Cedric Wynne practices his hurdling technique during track practice at Leo High School. Despite not having an indoor or outdoor track to practice on the team works out in the halls of the high school and won the IHSA state tournament last year.

by IDALMY CARRERA | Feb 27, 2012

In sports, it’s about numbers.

Leo High School won their latest track and field state title last May by one point. This marked the school’s sixth state championship. When Leo won its first state title in 1981, it became the first Catholic school to take the top trophy in track and field, and no other Catholic school in Illinois has done that since then.

But the biggest number for the Leo track team may well be zero. That is the number of indoor and outdoor practice facilities the team has–none at all meaning one of the state’s top track teams trains by running laps and hurdles in the school’s hallways after class.

Leo is hardly the only school dealing with sub-par practice facilities: In fact, no Chicago public school has an indoor track. But Leo is the only Chicago school to win a state title in track and field in the last 15 years, a championship no Chicago Public Schools team has claimed since 1974.

“I think it would be easy to get a case of the poor-me’s based on a lack of facilities,” said Jim Prunty, president of the Chicago Catholic League. “But the fact of the matter is that in Chicago, you would be hard pressed to find a school with really great facilities. It’s a reality we’re all dealing with.”

The Illinois High School Association surveys high schools every year on its website regarding  track and field facilities at state schools in order to determine postseason sites. However, many schools do not complete the survey, making it difficult to determine how many of the 777 IHSA schools have their own tracks.

“It’s not uncommon for teams all over the state to be running the halls or the stairs if they want to get started on conditioning early. Most schools in Illinois don’t have an indoor facility,” said Ron McGraw, an assistant executive director with the IHSA.

“Having facilities doesn’t make you a state champion and not having them obviously doesn’t keep you from succeeding.”

Track and field hit its peak in the U.S. almost three decades ago when American athletes consistently brought home Olympic medals for the sport. Its low visibility since then has been one of the reasons why fewer young athletes get involved with the sport. Funding for track and field programs also has dropped, said a spokesperson for USA Track and Field.

In 2010 CPS cut pay for assistant high school track coaches in an effort to save money in the district’s budget. According to information provided by CPS, there about 70 high schools with track and field teams. Eighteen schools have outdoor facilities on school property or at a nearby park, and four schools have stadiums with surrounding tracks that can be used for track meets.

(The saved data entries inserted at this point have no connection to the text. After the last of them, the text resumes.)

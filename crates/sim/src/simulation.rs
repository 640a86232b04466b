//! Frame-stepped simulation of host, bus and devices
//!
//! Every simulated millisecond runs one frame:
//!
//! 1. the bus starts a frame and raises SOF
//! 2. pending interrupts are delivered to the host
//! 3. transaction rounds run until the bus is idle or the frame is full,
//!    with interrupts delivered after each round
//! 4. timers that fell due are delivered

use crate::bus::{NodeId, SimBus, SimController};
use crate::config::DeviceSpec;
use crate::model::{FunctionDevice, SimDevice, SimHub};
use crate::timer::{SimIrq, SimTimer, TimerQueue};
use host::{HostConfig, InterruptMask, UsbHost};
use std::cell::{Ref, RefCell, RefMut};
use std::rc::Rc;
use tracing::{debug, warn};

/// Back-to-back interrupt calls before the loop gives up on a level that
/// never clears
const MAX_INTERRUPT_PASSES: usize = 256;

pub struct Simulation {
    host: UsbHost,
    bus: Rc<RefCell<SimBus>>,
    timers: Rc<RefCell<TimerQueue>>,
    irq: Rc<SimIrq>,
    storms: u64,
}

impl Simulation {
    /// Wire a host stack to `bus`; the host is not started yet
    pub fn new(config: HostConfig, bus: SimBus) -> host::Result<Self> {
        let bus = Rc::new(RefCell::new(bus));
        let timers = Rc::new(RefCell::new(TimerQueue::default()));
        let irq = Rc::new(SimIrq::default());
        let mask: Rc<dyn InterruptMask> = irq.clone();
        let host = UsbHost::new(
            config,
            Box::new(SimController::new(Rc::clone(&bus))),
            Box::new(SimTimer::new(Rc::clone(&timers))),
            mask,
        )?;
        Ok(Self {
            host,
            bus,
            timers,
            irq,
            storms: 0,
        })
    }

    pub fn host(&self) -> &UsbHost {
        &self.host
    }

    pub fn host_mut(&mut self) -> &mut UsbHost {
        &mut self.host
    }

    pub fn bus(&self) -> Ref<'_, SimBus> {
        self.bus.borrow()
    }

    pub fn bus_mut(&self) -> RefMut<'_, SimBus> {
        self.bus.borrow_mut()
    }

    pub fn irq(&self) -> &SimIrq {
        &self.irq
    }

    /// Simulated milliseconds since creation
    pub fn now_ms(&self) -> u64 {
        self.timers.borrow().now_ms()
    }

    /// Times the interrupt loop hit its pass limit
    pub fn interrupt_storms(&self) -> u64 {
        self.storms
    }

    /// Power up the root port
    pub fn start(&mut self) {
        self.host.start();
        self.service_interrupts();
    }

    pub fn run_frames(&mut self, frames: u64) {
        for _ in 0..frames {
            self.run_frame();
        }
    }

    /// Run frames until `done` holds, at most `max_frames` of them.
    /// Returns whether `done` was reached.
    pub fn run_until(&mut self, max_frames: u64, mut done: impl FnMut(&Simulation) -> bool) -> bool {
        for _ in 0..max_frames {
            if done(self) {
                return true;
            }
            self.run_frame();
        }
        done(self)
    }

    pub fn run_frame(&mut self) {
        self.bus.borrow_mut().start_frame();
        self.service_interrupts();

        loop {
            let progress = self.bus.borrow_mut().run_transactions();
            self.service_interrupts();
            if !progress {
                break;
            }
        }

        let due = self.timers.borrow_mut().advance(1);
        for event in due {
            self.host.handle_timer(event);
            self.service_interrupts();
        }
    }

    /// Deliver the controller interrupt until the core goes quiet
    fn service_interrupts(&mut self) {
        for _ in 0..MAX_INTERRUPT_PASSES {
            if !self.bus.borrow().interrupt_pending() {
                return;
            }
            self.host.handle_interrupt();
        }
        self.storms += 1;
        warn!(frame = self.bus.borrow().frame(), "Interrupt still pending after {} passes", MAX_INTERRUPT_PASSES);
    }

    pub fn plug_root(&mut self, device: Box<dyn SimDevice>) -> NodeId {
        let node = {
            let mut bus = self.bus.borrow_mut();
            let node = bus.add_device(device);
            bus.plug_root(node);
            node
        };
        self.service_interrupts();
        node
    }

    pub fn unplug_root(&mut self) -> Option<NodeId> {
        let node = self.bus.borrow_mut().unplug_root();
        self.service_interrupts();
        node
    }

    /// Plug a device into a simulated hub's port; the hub reports it on its
    /// status change endpoint
    pub fn plug_hub_port(&mut self, hub: NodeId, port: u8, device: Box<dyn SimDevice>) -> Option<NodeId> {
        let mut bus = self.bus.borrow_mut();
        let node = bus.add_device(device);
        bus.plug_hub_port(hub, port, node).then_some(node)
    }

    pub fn unplug_hub_port(&mut self, hub: NodeId, port: u8) -> Option<NodeId> {
        self.bus.borrow_mut().unplug_hub_port(hub, port)
    }

    /// Build the device tree described by `spec` behind the root port
    pub fn plug_spec(&mut self, spec: &DeviceSpec) -> NodeId {
        let root = self.plug_root(build_device(spec));
        self.plug_children(root, spec);
        root
    }

    fn plug_children(&mut self, node: NodeId, spec: &DeviceSpec) {
        let DeviceSpec::Hub { children, .. } = spec else {
            return;
        };
        for child in children {
            match self.plug_hub_port(node, child.port, build_device(&child.device)) {
                Some(child_node) => self.plug_children(child_node, &child.device),
                None => warn!(hub = node.0, port = child.port, "Port does not exist or is taken"),
            }
        }
    }
}

/// Instantiate the simulated device a spec describes
pub fn build_device(spec: &DeviceSpec) -> Box<dyn SimDevice> {
    debug!(?spec, "Building simulated device");
    match spec {
        DeviceSpec::Hub { ports, .. } => Box::new(SimHub::new(*ports)),
        DeviceSpec::Keyboard { low_speed } => Box::new(FunctionDevice::keyboard(speed(*low_speed))),
        DeviceSpec::Function {
            vendor_id,
            product_id,
            low_speed,
            manufacturer,
            product,
            configurations,
        } => {
            let descriptor = common::test_utils::create_mock_device_descriptor(*vendor_id, *product_id);
            let configurations = (1..=*configurations)
                .map(common::test_utils::create_keyboard_configuration)
                .collect();
            let mut device = FunctionDevice::new(speed(*low_speed), descriptor, configurations);
            if let (Some(manufacturer), Some(product)) = (manufacturer, product) {
                device = device.with_strings(manufacturer, product);
            }
            Box::new(device)
        }
    }
}

fn speed(low_speed: bool) -> protocol::DeviceSpeed {
    if low_speed {
        protocol::DeviceSpeed::Low
    } else {
        protocol::DeviceSpeed::Full
    }
}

At Leo–a Catholic school that is not part of CPS–the track and field team works on technique and conditioning in the school’s weight room, hallways and stairwell landings beginning in January. Any day that weather permits, they move practice outdoors to the sidewalks or nearby woods because almost any other surface, said head coach Ed Adams, is better on the athletes’ bodies than the hallway floors that have no give.

Adams has worked at Leo 17 years. Under his leadership, the Lions have won five of their six state trophies. He has done so despite a steep decline in school enrollment that finally leveled off in the last couple years.

Today, there are 148 students at the all-boys Catholic school that in its heyday enrolled more than 1,000. Chicago News Cooperative sports columnist Dan McGrath since the summer of 2010 has served as president of the school, which continues to face enrollment and financial challenges.

Adams, who has received a combined eight coach-of-the-year plaudits from the National Federation of State High School Associations and the Illinois Track and Cross Country Coaches Association leads a team of 30–or about 20 percent of the school’s student body.

“Track and field relies heavily on individual talent available in your school,” Adams said. “It’s not easy to build, say, a powerhouse.”

Of the six students who represented Leo at the state track meet last year, five graduated and the other is now a sophomore. That athlete, Theo Hopkins, remembers spraying his teammates with water to celebrate the state championship.

“You know how teams in the pros do that with champagne? Well, we did it with water,” said Hopkins, 15. “Then we remembered we’re supposed to always be polite so we just got on the buses quietly and came home.”

The team is in a rebuilding year in a sport where success can be fleeting. Leo’s prior state win was in 2003.

“It doesn’t matter that we don’t have tracks or anywhere but the halls to practice on,” said Hopkins. “I want people to know that at Leo we don’t need a track because we work hard and that’s why we can win.”